“Through closed doors” score published

I’m happy to announce that the paper score for my violin duo Through Closed Doors, notated on an antique door, is now available for purchase from my publisher Oxingale Music. The work was commissioned and premiered by Ilana Waniuk and Suhashini Arulanandam in the winter of 2014. The duo was inspired by an antique door which had been attacked by a teenager girl in a fit of passion, resulting in a jagged hole. I structured the piece around the door’s different panels, creating a kind of choreography for the two performers who move around the door as they play. The notation drew on medieval illuminated manuscripts and incorporates dynamics, accents and bow pressure right into the staff lines for a more intuitive performance. Since the door is rather large and expensive to transport (though it does have a travel case if anyone is interested in renting it), I also made a paper score, which is now available for purchase here.

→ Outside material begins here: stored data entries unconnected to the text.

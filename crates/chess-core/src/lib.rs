//! Core types for chess.
//!
//! This crate provides the fundamental types used across the workspace:
//! - [`Piece`] and [`Color`] for piece representation
//! - [`Square`], [`File`], and [`Rank`] for board coordinates
//! - [`Move`] for fully resolved move records
//! - FEN parsing and serialization

mod color;
mod fen;
mod mov;
mod piece;
mod square;

pub use color::Color;
pub use fen::{FenError, FenParser};
pub use mov::{Move, MoveFlag};
pub use piece::Piece;
pub use square::{File, Rank, Square};
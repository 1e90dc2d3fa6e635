//! Attack tables for every piece kind.
//!
//! Leapers (knight, king, pawn) use per-square lookup tables. Sliders use
//! per-direction ray tables: the nearest blocker on a ray is found with a
//! bit scan and everything behind it is masked off.

use crate::Bitboard;
use chess_core::{Color, Square};

const KNIGHT_DELTAS: [(i8, i8); 8] = [
    (1, 2),
    (2, 1),
    (2, -1),
    (1, -2),
    (-1, -2),
    (-2, -1),
    (-2, 1),
    (-1, 2),
];

const KING_DELTAS: [(i8, i8); 8] = [
    (0, 1),
    (1, 1),
    (1, 0),
    (1, -1),
    (0, -1),
    (-1, -1),
    (-1, 0),
    (-1, 1),
];

/// Ray directions as (file, rank) steps. The first four walk toward higher
/// square indices, the last four toward lower ones.
const DIRECTIONS: [(i8, i8); 8] = [
    (0, 1),   // north
    (1, 0),   // east
    (1, 1),   // north-east
    (-1, 1),  // north-west
    (0, -1),  // south
    (-1, 0),  // west
    (1, -1),  // south-east
    (-1, -1), // south-west
];

const ROOK_DIRECTIONS: [usize; 4] = [0, 1, 4, 5];
const BISHOP_DIRECTIONS: [usize; 4] = [2, 3, 6, 7];

static KNIGHT_ATTACKS: [Bitboard; 64] = leaper_table(&KNIGHT_DELTAS);
static KING_ATTACKS: [Bitboard; 64] = leaper_table(&KING_DELTAS);
static PAWN_ATTACKS: [[Bitboard; 64]; 2] = [
    leaper_table(&[(-1, 1), (1, 1)]),
    leaper_table(&[(-1, -1), (1, -1)]),
];
static RAYS: [[Bitboard; 64]; 8] = ray_tables();

/// Returns knight attacks from the given square.
#[inline]
pub fn knight_attacks(sq: Square) -> Bitboard {
    KNIGHT_ATTACKS[sq.index() as usize]
}

/// Returns king attacks from the given square.
#[inline]
pub fn king_attacks(sq: Square) -> Bitboard {
    KING_ATTACKS[sq.index() as usize]
}

/// Returns the squares a pawn of `color` on `sq` attacks.
#[inline]
pub fn pawn_attacks(sq: Square, color: Color) -> Bitboard {
    PAWN_ATTACKS[color.index()][sq.index() as usize]
}

/// Returns bishop attacks from `sq` given the occupied squares.
pub fn bishop_attacks(sq: Square, occupied: Bitboard) -> Bitboard {
    BISHOP_DIRECTIONS
        .iter()
        .fold(Bitboard::EMPTY, |acc, &dir| acc | ray_attacks(sq, dir, occupied))
}

/// Returns rook attacks from `sq` given the occupied squares.
pub fn rook_attacks(sq: Square, occupied: Bitboard) -> Bitboard {
    ROOK_DIRECTIONS
        .iter()
        .fold(Bitboard::EMPTY, |acc, &dir| acc | ray_attacks(sq, dir, occupied))
}

/// Returns queen attacks (bishop + rook).
#[inline]
pub fn queen_attacks(sq: Square, occupied: Bitboard) -> Bitboard {
    bishop_attacks(sq, occupied) | rook_attacks(sq, occupied)
}

/// Attacks along a single ray, stopping at (and including) the first blocker.
#[inline]
fn ray_attacks(sq: Square, dir: usize, occupied: Bitboard) -> Bitboard {
    let ray = RAYS[dir][sq.index() as usize];
    let blockers = ray & occupied;
    let nearest = if dir < 4 {
        blockers.first()
    } else {
        blockers.last()
    };
    match nearest {
        Some(blocker) => ray ^ RAYS[dir][blocker.index() as usize],
        None => ray,
    }
}

const fn square_at(index: usize) -> Square {
    match Square::from_index(index as u8) {
        Some(sq) => sq,
        None => panic!("square index out of range"),
    }
}

const fn leaper_table(deltas: &[(i8, i8)]) -> [Bitboard; 64] {
    let mut table = [Bitboard::EMPTY; 64];
    let mut index = 0;
    while index < 64 {
        let sq = square_at(index);
        let mut bits = 0u64;
        let mut i = 0;
        while i < deltas.len() {
            let (df, dr) = deltas[i];
            if let Some(target) = sq.offset(df, dr) {
                bits |= target.bitboard();
            }
            i += 1;
        }
        table[index] = Bitboard(bits);
        index += 1;
    }
    table
}

const fn ray_tables() -> [[Bitboard; 64]; 8] {
    let mut rays = [[Bitboard::EMPTY; 64]; 8];
    let mut dir = 0;
    while dir < 8 {
        let (df, dr) = DIRECTIONS[dir];
        let mut index = 0;
        while index < 64 {
            let mut bits = 0u64;
            let mut current = square_at(index).offset(df, dr);
            while let Some(sq) = current {
                bits |= sq.bitboard();
                current = sq.offset(df, dr);
            }
            rays[dir][index] = Bitboard(bits);
            index += 1;
        }
        dir += 1;
    }
    rays
}
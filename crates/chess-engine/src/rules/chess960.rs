//! Chess960 starting arrays in Scharnagl numbering.

use crate::position::{CastlingRights, Position};
use chess_core::{File, Piece};

/// Number of distinct Chess960 starting arrays.
pub const CHESS960_SETUPS: u16 = 960;

/// The setup number of the standard array `RNBQKBNR`.
pub const STANDARD_SETUP: u16 = 518;

/// Knight file pairs among the five squares left after bishops and queen.
const KNIGHT_TABLE: [(usize, usize); 10] = [
    (0, 1),
    (0, 2),
    (0, 3),
    (0, 4),
    (1, 2),
    (1, 3),
    (1, 4),
    (2, 3),
    (2, 4),
    (3, 4),
];

/// Returns White's back rank (a-file first) for a setup number.
///
/// Returns `None` when `setup` is not below [`CHESS960_SETUPS`].
pub fn chess960_back_rank(setup: u16) -> Option<[Piece; 8]> {
    if setup >= CHESS960_SETUPS {
        return None;
    }

    let mut rank: [Option<Piece>; 8] = [None; 8];
    let mut n = setup as usize;

    rank[(n % 4) * 2 + 1] = Some(Piece::Bishop);
    n /= 4;
    rank[(n % 4) * 2] = Some(Piece::Bishop);
    n /= 4;

    place_in_empty(&mut rank, n % 6, Piece::Queen);
    n /= 6;

    let (first, second) = KNIGHT_TABLE[n];
    // Placing the later knight first keeps the earlier index stable.
    place_in_empty(&mut rank, second, Piece::Knight);
    place_in_empty(&mut rank, first, Piece::Knight);

    for piece in [Piece::Rook, Piece::King, Piece::Rook] {
        place_in_empty(&mut rank, 0, piece);
    }

    let mut back_rank = [Piece::Pawn; 8];
    for (slot, piece) in back_rank.iter_mut().zip(rank) {
        *slot = piece?;
    }
    Some(back_rank)
}

fn place_in_empty(rank: &mut [Option<Piece>; 8], nth: usize, piece: Piece) {
    if let Some(slot) = rank.iter_mut().filter(|slot| slot.is_none()).nth(nth) {
        *slot = Some(piece);
    }
}

/// Builds the starting position of a setup with full castling rights.
pub(crate) fn chess960_position(setup: u16) -> Option<Position> {
    let back_rank = chess960_back_rank(setup)?;
    let rook_files: Vec<File> = File::ALL
        .into_iter()
        .zip(back_rank)
        .filter(|(_, piece)| *piece == Piece::Rook)
        .map(|(file, _)| file)
        .collect();

    let mut position = Position::empty();
    position.set_up_back_ranks(&back_rank);
    position.castling = CastlingRights::all_with_rooks(rook_files[1], rook_files[0]);
    Some(position)
}
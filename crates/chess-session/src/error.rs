//! Errors returned by session operations.

use chess_core::FenError;
use chess_engine::{SanError, VariantError};
use thiserror::Error;

use crate::{DrawClaim, PlayerId};

/// Error type for session operations.
///
/// A failed operation never changes the session it was called on.
#[derive(Debug, Clone, PartialEq, Eq, Error)]
pub enum SessionError {
    /// The move text could not be tokenized.
    #[error("'{0}' is not a valid move")]
    MalformedNotation(String),
    /// No legal move matches the move text.
    #[error("'{0}' is not a legal move")]
    IllegalMove(String),
    /// Several legal moves match the move text.
    #[error("'{0}' is ambiguous, add the origin file or rank")]
    AmbiguousMove(String),
    /// The acting player is not the side to move.
    #[error("it is not {0}'s turn")]
    NotYourTurn(PlayerId),
    /// The acting player is not part of the game.
    #[error("{0} is not playing this game")]
    NotAPlayer(PlayerId),
    /// The requested draw cannot be claimed in the current position.
    #[error("a draw by {0} cannot be claimed now")]
    DrawNotClaimable(DrawClaim),
    /// The game has already ended.
    #[error("the game is already over")]
    GameOver,
    /// The variant tag is not recognized.
    #[error(transparent)]
    UnknownVariant(#[from] VariantError),
    /// Both sides were given the same player.
    #[error("{0} cannot play against themselves")]
    SamePlayer(PlayerId),
    /// Rule switches were changed after moves were played.
    #[error("the rules cannot change once moves have been played")]
    RulesLocked,
    /// The starting FEN is invalid.
    #[error("invalid starting position: {0}")]
    InvalidFen(#[from] FenError),
    /// A stored session could not be restored.
    #[error("corrupt game record: {0}")]
    EncodingCorrupt(String),
}

impl SessionError {
    /// Returns true for errors that reject a move attempt, turn violations
    /// included.
    pub fn is_illegal_move(&self) -> bool {
        matches!(
            self,
            SessionError::IllegalMove(_) | SessionError::NotYourTurn(_) | SessionError::NotAPlayer(_)
        )
    }
}

impl From<SanError> for SessionError {
    fn from(e: SanError) -> Self {
        match e {
            SanError::Malformed(text) => SessionError::MalformedNotation(text),
            SanError::Illegal(text) => SessionError::IllegalMove(text),
            SanError::Ambiguous(text) => SessionError::AmbiguousMove(text),
        }
    }
}

#[cfg(test)]
mod tests {
    use super::*;

    #[test]
    fn san_errors_map_to_notation_errors() {
        assert_eq!(
            SessionError::from(SanError::Malformed("zz".into())),
            SessionError::MalformedNotation("zz".into())
        );
        assert_eq!(
            SessionError::from(SanError::Illegal("e5".into())),
            SessionError::IllegalMove("e5".into())
        );
        assert_eq!(
            SessionError::from(SanError::Ambiguous("Nd2".into())),
            SessionError::AmbiguousMove("Nd2".into())
        );
    }

    #[test]
    fn fen_errors_are_kept_when_cloned() {
        let err = SessionError::from(FenError::InvalidActiveColor("x".into()));
        let copy = err.clone();
        assert_eq!(copy, err);
        assert_eq!(
            copy.to_string(),
            "invalid starting position: invalid active color: expected 'w' or 'b', got 'x'"
        );
    }

    #[test]
    fn turn_violations_are_illegal_moves() {
        assert!(SessionError::NotYourTurn(PlayerId::new("bob")).is_illegal_move());
        assert!(SessionError::NotAPlayer(PlayerId::new("eve")).is_illegal_move());
        assert!(SessionError::IllegalMove("e5".into()).is_illegal_move());
        assert!(!SessionError::GameOver.is_illegal_move());
        assert!(!SessionError::AmbiguousMove("Nd2".into()).is_illegal_move());
    }
}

The premiere of the work from a draft paper score drawn with pencil happened in February 2014, right during the most difficult days of the Maidan protests in Ukraine, which ousted the pro-russian president Yanukovych, a corrupt criminal who was trying to bring Ukraine back into russia’s sphere of influence. I watched livestreams of tires burning in the centre of Kyiv, the people fearlessly resisting a regime rapidly growing increasingly oppressive, as we rehearsed the work. I cannot think of this piece separately from these protests, especially now, knowing the chain of events that eventually forced Ukraine to defend itself yet again against russia’s imperialist aggression.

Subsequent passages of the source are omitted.